Lo scenario del cambiamento nella P.A. dopo il d.l.vo 150/09.
Il rapporto dialettico tra direzione politica e dirigenza nel trasformare la pianificazione generale in singoli obiettivi. Il ciclo di gestione della performance organizzativa. La redazione del piano triennale delle performance e della relazione sulla performance. Il piano triennale per la trasparenza e l’integrità. La ricaduta dei piani sui processi organizzativi. I sistemi di controllo interno e l’organismo indipendente di valutazione. Esercitazione: “Valutazione dell’innovazione” nell’ottica del d.l.vo 150/09.

Presentazione del metodo di analisi. L’analisi dei prodotti/servizi. Lavoro di gruppo: “Valutazione dei gap di qualità dei servizi”. Presentazione e discussione dei risultati del lavoro di gruppo. Presentazione del programma della giornata. Il metodo prodotto/processo.

Le principali caratteristiche del processo. L’analisi e la rappresentazione del processo. Presentazione e discussione di esempi di processi rappresentati in fasi con diagrammi di flusso. Il metodo prodotto/processo.

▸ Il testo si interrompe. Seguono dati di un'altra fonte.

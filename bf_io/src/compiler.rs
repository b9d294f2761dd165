//! Discovery and invocation of the external ahead-of-time compiler.
//!
//! The compiler contract:
//!
//! ```text
//! <compiler> build --compile [--minify] [--sourcemap] --target=<triple> <entry> --outfile=<path>
//! ```
//!
//! run from the source directory, producing one executable at `<path>` and
//! exiting 0.

use std::ffi::OsString;
use std::fs;
use std::path::{Path, PathBuf};
use std::process::Stdio;
use std::sync::Arc;
use std::time::{Duration, Instant};

use async_trait::async_trait;
#[cfg(test)]
use mockall::automock;
use tokio::io::{AsyncBufReadExt, AsyncReadExt, BufReader};
use tokio::process::Command;
use tokio_util::sync::CancellationToken;
use tracing::{debug, info, warn};

use bf_core::{BuildTarget, Error};

/// Receives compiler stdout one line at a time.
pub type OutputCallback = Arc<dyn Fn(&str) + Send + Sync>;

/// One compiler invocation.
#[derive(Clone)]
pub struct CompileRequest {
    pub target: BuildTarget,
    pub entry: PathBuf,
    pub outfile: PathBuf,
    pub working_dir: PathBuf,
    pub minify: bool,
    pub sourcemap: bool,
    pub timeout: Duration,
    pub cancel: CancellationToken,
    pub on_output: Option<OutputCallback>,
}

#[derive(Debug, Clone, PartialEq, Eq)]
pub struct CompileOutput {
    pub output: PathBuf,
    pub size: u64,
    pub duration: Duration,
}

/// Seam between orchestration and the real compiler so builds can be
/// exercised without one installed.
#[cfg_attr(test, automock)]
#[async_trait]
pub trait CompilerBackend: Send + Sync {
    /// Path of the compiler executable, or `CompilerNotFound`.
    fn locate(&self) -> Result<PathBuf, Error>;

    async fn compile(&self, request: CompileRequest) -> Result<CompileOutput, Error>;
}

fn executable_name(name: &str) -> String {
    if cfg!(windows) {
        format!("{name}.exe")
    } else {
        name.to_string()
    }
}

/// Finds the compiler, in order: project tool cache, PATH, the user-profile
/// install (`~/.<name>/bin`), then platform default locations.
#[derive(Debug, Clone)]
pub struct CompilerLocator {
    name: String,
    tools_dir: Option<PathBuf>,
    home: Option<PathBuf>,
    search_path: bool,
}

impl CompilerLocator {
    pub fn new(name: impl Into<String>, tools_dir: Option<PathBuf>) -> Self {
        Self {
            name: name.into(),
            tools_dir,
            home: dirs::home_dir(),
            search_path: true,
        }
    }

    pub fn with_home(mut self, home: Option<PathBuf>) -> Self {
        self.home = home;
        self
    }

    /// Skips the PATH lookup; tests use this to stay hermetic.
    pub fn without_path_search(mut self) -> Self {
        self.search_path = false;
        self
    }

    pub fn name(&self) -> &str {
        &self.name
    }

    fn project_candidates(&self) -> Vec<PathBuf> {
        let exe = executable_name(&self.name);
        match &self.tools_dir {
            Some(dir) => vec![dir.join(&self.name).join("bin").join(&exe), dir.join(&exe)],
            None => Vec::new(),
        }
    }

    fn fallback_candidates(&self) -> Vec<PathBuf> {
        let exe = executable_name(&self.name);
        let mut out = Vec::new();
        if let Some(home) = &self.home {
            out.push(home.join(format!(".{}", self.name)).join("bin").join(&exe));
        }
        if cfg!(windows) {
            if let Some(local) = dirs::data_local_dir() {
                out.push(local.join(&self.name).join("bin").join(&exe));
            }
        } else {
            out.push(PathBuf::from("/usr/local/bin").join(&exe));
            out.push(PathBuf::from("/opt/homebrew/bin").join(&exe));
        }
        out
    }

    pub fn locate(&self) -> Result<PathBuf, Error> {
        let mut searched = Vec::new();

        for candidate in self.project_candidates() {
            if candidate.is_file() {
                debug!(path = %candidate.display(), "compiler found in project tools");
                return Ok(candidate);
            }
            searched.push(candidate);
        }

        if self.search_path {
            match which::which(&self.name) {
                Ok(path) => {
                    debug!(path = %path.display(), "compiler found on PATH");
                    return Ok(path);
                }
                Err(_) => searched.push(PathBuf::from("$PATH")),
            }
        }

        for candidate in self.fallback_candidates() {
            if candidate.is_file() {
                debug!(path = %candidate.display(), "compiler found in default location");
                return Ok(candidate);
            }
            searched.push(candidate);
        }

        Err(Error::CompilerNotFound {
            name: self.name.clone(),
            searched,
        })
    }
}

/// Arguments for one invocation. The entry point is passed relative to the
/// working directory when it lives under it.
pub fn compile_args(request: &CompileRequest) -> Vec<OsString> {
    let mut args: Vec<OsString> = vec!["build".into(), "--compile".into()];
    if request.minify {
        args.push("--minify".into());
    }
    if request.sourcemap {
        args.push("--sourcemap".into());
    }
    args.push(format!("--target={}", request.target.triple).into());

    let entry = request
        .entry
        .strip_prefix(&request.working_dir)
        .unwrap_or(&request.entry);
    args.push(entry.as_os_str().to_os_string());

    let mut outfile = OsString::from("--outfile=");
    outfile.push(request.outfile.as_os_str());
    args.push(outfile);
    args
}

fn remove_partial(path: &Path) {
    match fs::remove_file(path) {
        Ok(()) => debug!(path = %path.display(), "removed partial output"),
        Err(e) if e.kind() == std::io::ErrorKind::NotFound => {}
        Err(e) => warn!(path = %path.display(), error = %e, "failed to remove partial output"),
    }
}

/// Drives a real compiler executable as a subprocess.
pub struct ExternalCompiler {
    locator: CompilerLocator,
}

impl ExternalCompiler {
    pub fn new(locator: CompilerLocator) -> Self {
        Self { locator }
    }
}

#[async_trait]
impl CompilerBackend for ExternalCompiler {
    fn locate(&self) -> Result<PathBuf, Error> {
        self.locator.locate()
    }

    async fn compile(&self, request: CompileRequest) -> Result<CompileOutput, Error> {
        let program = self.locate()?;
        if request.cancel.is_cancelled() {
            return Err(Error::Cancelled);
        }
        if let Some(parent) = request.outfile.parent() {
            fs::create_dir_all(parent).map_err(|e| Error::fs(parent, e))?;
        }

        let args = compile_args(&request);
        debug!(program = %program.display(), ?args, cwd = %request.working_dir.display(), "spawning compiler");

        let target_id = request.target.id.clone();
        let started = Instant::now();
        let mut child = Command::new(&program)
            .args(&args)
            .current_dir(&request.working_dir)
            .stdin(Stdio::null())
            .stdout(Stdio::piped())
            .stderr(Stdio::piped())
            .kill_on_drop(true)
            .spawn()
            .map_err(|e| Error::CompileFailed {
                target: target_id.clone(),
                exit_code: None,
                stderr: format!("failed to start {}: {e}", program.display()),
            })?;

        let stdout = child.stdout.take();
        let on_output = request.on_output.clone();
        let stdout_task = tokio::spawn(async move {
            let Some(stdout) = stdout else { return };
            let mut lines = BufReader::new(stdout).lines();
            while let Ok(Some(line)) = lines.next_line().await {
                if let Some(cb) = &on_output {
                    cb(&line);
                }
            }
        });

        let stderr = child.stderr.take();
        let stderr_task = tokio::spawn(async move {
            let mut captured = String::new();
            if let Some(mut stderr) = stderr {
                let _ = stderr.read_to_string(&mut captured).await;
            }
            captured
        });

        let status = tokio::select! {
            status = child.wait() => status.map_err(|e| Error::CompileFailed {
                target: target_id.clone(),
                exit_code: None,
                stderr: e.to_string(),
            }),
            _ = tokio::time::sleep(request.timeout) => {
                let _ = child.kill().await;
                Err(Error::CompileTimeout {
                    target: target_id.clone(),
                    seconds: request.timeout.as_secs(),
                })
            }
            _ = request.cancel.cancelled() => {
                let _ = child.kill().await;
                Err(Error::Cancelled)
            }
        };

        let status = match status {
            Ok(status) => status,
            Err(e) => {
                stdout_task.abort();
                stderr_task.abort();
                remove_partial(&request.outfile);
                return Err(e);
            }
        };

        let _ = stdout_task.await;
        let stderr = stderr_task.await.unwrap_or_default();
        let duration = started.elapsed();

        if !status.success() {
            remove_partial(&request.outfile);
            return Err(Error::CompileFailed {
                target: target_id,
                exit_code: status.code(),
                stderr,
            });
        }

        let size = fs::metadata(&request.outfile)
            .map_err(|_| Error::CompileFailed {
                target: target_id.clone(),
                exit_code: status.code(),
                stderr: format!(
                    "compiler reported success but wrote no {}\n{stderr}",
                    request.outfile.display()
                ),
            })?
            .len();

        info!(target = %target_id, size, elapsed_ms = duration.as_millis() as u64, "compiled");
        Ok(CompileOutput {
            output: request.outfile,
            size,
            duration,
        })
    }
}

L’individuazione delle criticità. Il diagramma di Ishikawa per la selezione delle cause delle criticità. Il confronto tra gap di qualità e criticità del processo. La riorganizzazione dei processi. L’individuazione dei punti di miglioramento. L’analisi di fattibilità ed il piano di intervento. Lavoro di gruppo: fattori di forza e di debolezza delle azioni di miglioramento nell’esperienza dei partecipanti. Il CRM (Customer Relationship Management) nelle pubbliche amministrazioni.